What you produce should be every line from the data that includes "tests".

━━ Data extracts ━━

//! Unit tests for record decoding.
//!
//! Records are produced by `SnapshotWriter` and read back through the frame
//! reader, so the tests exercise the same byte layouts a profile holds.

use std::io::Cursor;

use profile_recovery::snapshot::command_decoder::{
    decode_record, TAG_SET_PINNED_STATE, TAG_SET_TAB_WINDOW, TAG_UPDATE_TAB_NAVIGATION,
};
use profile_recovery::snapshot::{FrameReader, SnapshotWriter};
use profile_recovery::types::snapshot::{Anomaly, Event, RawRecord, SnapshotVersion};
use rstest::rstest;

fn decode_all(writer: &SnapshotWriter, version: SnapshotVersion) -> Vec<(Event, Vec<Anomaly>)> {
    FrameReader::new(Cursor::new(writer.finish()))
        .unwrap()
        .map(|record| {
            let decoded = decode_record(&record, version);
            (decoded.event, decoded.anomalies)
        })
        .collect()
}

fn events(writer: &SnapshotWriter, version: SnapshotVersion) -> Vec<Event> {
    decode_all(writer, version).into_iter().map(|(e, _)| e).collect()
}

#[rstest]
#[case(SnapshotVersion::V1)]
#[case(SnapshotVersion::V3)]
#[case(SnapshotVersion::V4)]
fn window_and_tab_lifecycle(#[case] version: SnapshotVersion) {
    let mut w = SnapshotWriter::new(version);
    w.window_created(1)
        .tab_pinned(5, true)
        .tab_closed(5)
        .window_closed(1);

    assert_eq!(
        events(&w, version),
        vec![
            Event::WindowCreated { window_id: 1 },
            Event::TabPinned {
                tab_id: 5,
                pinned: true
            },
            Event::TabClosed { tab_id: 5 },
            Event::WindowClosed { window_id: 1 },
        ]
    );
}

#[test]
fn legacy_tab_creation_is_followed_by_a_move() {
    let mut w = SnapshotWriter::new(SnapshotVersion::V3);
    w.tab_created(1, 7, 2);

    assert_eq!(
        events(&w, SnapshotVersion::V3),
        vec![
            Event::TabCreated {
                window_id: 1,
                tab_id: 7,
                index_in_window: 0
            },
            Event::TabMoved {
                tab_id: 7,
                index_in_window: 2
            },
        ]
    );
}

#[test]
fn wide_tab_creation_carries_the_index() {
    let mut w = SnapshotWriter::new(SnapshotVersion::V4);
    w.tab_created(1, 7, 2);

    assert_eq!(
        events(&w, SnapshotVersion::V4),
        vec![Event::TabCreated {
            window_id: 1,
            tab_id: 7,
            index_in_window: 2
        }]
    );
}

#[test]
fn wide_tab_creation_without_index_is_short() {
    let record = RawRecord {
        tag: TAG_SET_TAB_WINDOW,
        payload: [1i32, 7].iter().flat_map(|v| v.to_le_bytes()).collect(),
    };
    let decoded = decode_record(&record, SnapshotVersion::V4);
    assert_eq!(
        decoded.event,
        Event::Unknown {
            tag: TAG_SET_TAB_WINDOW,
            payload_len: 8
        }
    );
    assert_eq!(
        decoded.anomalies,
        vec![Anomaly::ShortPayload {
            tag: TAG_SET_TAB_WINDOW,
            expected: 12,
            actual: 8
        }]
    );
}

#[test]
fn selected_tab_shape_follows_the_version() {
    let mut legacy = SnapshotWriter::new(SnapshotVersion::V1);
    legacy.active_tab_index(3, 1);
    assert_eq!(
        events(&legacy, SnapshotVersion::V1),
        vec![Event::ActiveTabIndexSet {
            window_id: 3,
            tab_index: 1
        }]
    );

    let mut wide = SnapshotWriter::new(SnapshotVersion::V4);
    wide.active_tab(3, 42);
    assert_eq!(
        events(&wide, SnapshotVersion::V4),
        vec![Event::ActiveTabSet {
            window_id: 3,
            tab_id: 42
        }]
    );
}

#[test]
fn navigation_record_decodes_url_and_title() {
    let mut w = SnapshotWriter::new(SnapshotVersion::V3);
    w.navigation(7, 2, "https://example.org/a?b=c", "Größe – 例え")
        .active_navigation(7, 2)
        .navigation_pruned(7, 1);

    let decoded = decode_all(&w, SnapshotVersion::V3);
    assert_eq!(
        decoded[0],
        (
            Event::NavigationEntryAdded {
                tab_id: 7,
                nav_index: 2,
                url: "https://example.org/a?b=c".to_string(),
                title: "Größe – 例え".to_string(),
            },
            vec![]
        )
    );
    assert_eq!(
        decoded[1].0,
        Event::ActiveNavigationIndexSet {
            tab_id: 7,
            nav_index: 2
        }
    );
    assert_eq!(decoded[2].0, Event::NavigationPruned { tab_id: 7, count: 1 });
}

#[test]
fn unpaired_surrogate_in_title_is_replaced() {
    let mut w = SnapshotWriter::new(SnapshotVersion::V4);
    w.navigation_utf16(1, 0, "https://a", &[0x0041, 0xD800, 0x0042]);

    let decoded = decode_all(&w, SnapshotVersion::V4);
    let (event, anomalies) = &decoded[0];
    match event {
        Event::NavigationEntryAdded { title, .. } => assert_eq!(title, "A\u{FFFD}B"),
        other => panic!("unexpected event: {:?}", other),
    }
    assert_eq!(
        anomalies,
        &vec![Anomaly::MalformedText {
            tag: TAG_UPDATE_TAB_NAVIGATION,
            field: "title".to_string()
        }]
    );
}

#[test]
fn navigation_cut_inside_the_url_is_short() {
    let mut w = SnapshotWriter::new(SnapshotVersion::V4);
    w.navigation(1, 0, "https://example.com/long/path", "Title");
    let record = FrameReader::new(Cursor::new(w.finish()))
        .unwrap()
        .next()
        .unwrap();
    let cut = RawRecord {
        tag: record.tag,
        payload: record.payload[..20].to_vec(),
    };

    let decoded = decode_record(&cut, SnapshotVersion::V4);
    assert_eq!(
        decoded.event,
        Event::Unknown {
            tag: TAG_UPDATE_TAB_NAVIGATION,
            payload_len: 20
        }
    );
    assert!(matches!(
        decoded.anomalies.as_slice(),
        [Anomaly::ShortPayload { tag: TAG_UPDATE_TAB_NAVIGATION, .. }]
    ));
}

#[test]
fn pinned_flag_needs_its_byte() {
    let record = RawRecord {
        tag: TAG_SET_PINNED_STATE,
        payload: 3i32.to_le_bytes().to_vec(),
    };
    let decoded = decode_record(&record, SnapshotVersion::V3);
    assert_eq!(
        decoded.anomalies,
        vec![Anomaly::ShortPayload {
            tag: TAG_SET_PINNED_STATE,
            expected: 5,
            actual: 4
        }]
    );
}

#[rstest]
#[case(1)]
#[case(14)]
#[case(200)]
fn unrecognised_tag_is_unknown(#[case] tag: u8) {
    let record = RawRecord {
        tag,
        payload: vec![0; 6],
    };
    let decoded = decode_record(&record, SnapshotVersion::V3);
    assert_eq!(decoded.event, Event::Unknown { tag, payload_len: 6 });
    assert_eq!(
        decoded.anomalies,
        vec![Anomaly::UnknownCommand { tag, payload_len: 6 }]
    );
}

━━━

_Result for this exercise_
//! Unit tests for record decoding.
//! reader, so the tests exercise the same byte layouts a profile holds.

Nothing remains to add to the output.